What is being asked:
Each line that contains the word "args" is to be copied from the records below.
[Data for this exercise Boundary: Start]
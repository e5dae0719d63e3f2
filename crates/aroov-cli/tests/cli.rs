use aroov_testing::TestWorld;
use assert_cmd::Command;
use predicates::prelude::*;

#[allow(deprecated)]
fn aroov(world: &TestWorld) -> Command {
    let mut cmd = Command::cargo_bin("aroov").unwrap();
    world.configure_command(&mut cmd);
    cmd
}

#[test]
fn test_help_lists_commands() {
    let world = TestWorld::new();
    aroov(&world)
        .arg("--help")
        .assert()
        .success()
        .stdout(predicate::str::contains("explore"))
        .stdout(predicate::str::contains("favourites"))
        .stdout(predicate::str::contains("availability"));
}

#[test]
fn test_no_command_shows_guidance() {
    let world = TestWorld::new();
    let result = world.run(&[]).unwrap();

    assert!(result.success());
    assert!(result.stdout().contains("aroov --help"));
    assert!(result.stdout().contains("aroov config set-url"));
}

#[test]
fn test_config_show_defaults_as_json() {
    let world = TestWorld::new();
    let result = world.run(&["--format", "json", "config", "show"]).unwrap();

    assert!(result.success(), "stderr: {}", result.stderr());
    let json = result.json().unwrap();
    assert_eq!(json["content"]["exists"], false);
    assert_eq!(
        json["content"]["config"]["api"]["base_url"],
        "http://localhost:3000"
    );
}

#[test]
fn test_set_url_persists_trimmed_url() {
    let world = TestWorld::new();
    let result = world
        .run(&["config", "set-url", "https://aroov.example.com/"])
        .unwrap();

    assert!(result.success(), "stderr: {}", result.stderr());
    assert!(result.stdout().contains("API URL set to https://aroov.example.com"));
    let written = world.read_config().unwrap();
    assert!(written.contains("base_url = \"https://aroov.example.com\""));
}

#[test]
fn test_set_url_rejects_other_schemes() {
    let world = TestWorld::new();
    aroov(&world)
        .args(["config", "set-url", "ftp://aroov.example.com"])
        .assert()
        .failure()
        .stderr(predicate::str::contains("Error:"))
        .stderr(predicate::str::contains("must start with http://"));
    assert!(!world.config_path().exists());
}

#[test]
fn test_api_url_flag_is_not_persisted() {
    let world = TestWorld::new();
    world
        .write_config("[api]\nbase_url = \"https://saved.example.com\"\n")
        .unwrap();

    let result = world
        .run(&[
            "--api-url",
            "https://override.example.com",
            "--format",
            "json",
            "config",
            "show",
        ])
        .unwrap();
    assert!(result.success(), "stderr: {}", result.stderr());
    assert_eq!(
        result.json().unwrap()["content"]["config"]["api"]["base_url"],
        "https://override.example.com"
    );

    world
        .run(&[
            "--api-url",
            "https://override.example.com",
            "config",
            "set-url",
            "https://next.example.com",
        ])
        .unwrap();
    assert!(
        world
            .read_config()
            .unwrap()
            .contains("https://next.example.com")
    );
}

#[test]
fn test_password_mismatch_fails_before_any_request() {
    let world = TestWorld::new();
    aroov(&world)
        .args(["password", "--current", "old", "--new", "one", "--confirm", "two"])
        .assert()
        .failure()
        .stderr(predicate::str::contains("Passwords do not match"));
}

#[test]
fn test_availability_rejects_reversed_range() {
    let world = TestWorld::new();
    aroov(&world)
        .args([
            "availability",
            "add",
            "--start",
            "2025-03-05",
            "--end",
            "2025-03-01",
        ])
        .assert()
        .failure()
        .stderr(predicate::str::contains("must be after start"));
}

#[test]
fn test_invalid_date_is_a_usage_error() {
    let world = TestWorld::new();
    aroov(&world)
        .args(["availability", "add", "--start", "tomorrow", "--end", "2025-03-01"])
        .assert()
        .failure()
        .stderr(predicate::str::contains("--start"));
}

#[test]
fn test_unreachable_backend_reports_error() {
    let world = TestWorld::new();
    world
        .write_config("[api]\nbase_url = \"http://127.0.0.1:9\"\ntimeout_secs = 2\n")
        .unwrap();

    aroov(&world)
        .arg("explore")
        .assert()
        .failure()
        .stderr(predicate::str::contains("Error: Could not load destinations"));
}

#[test]
fn test_profile_set_requires_a_change() {
    let world = TestWorld::new();
    aroov(&world)
        .args(["profile", "set"])
        .assert()
        .failure()
        .stderr(predicate::str::contains("Nothing to change"));
}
[Data for this exercise Boundary: End]
Solved problem:
        .args(["config", "set-url", "ftp://aroov.example.com"])
        .args(["password", "--current", "old", "--new", "one", "--confirm", "two"])
        .args([
        .args(["availability", "add", "--start", "tomorrow", "--end", "2025-03-01"])
        .args(["profile", "set"])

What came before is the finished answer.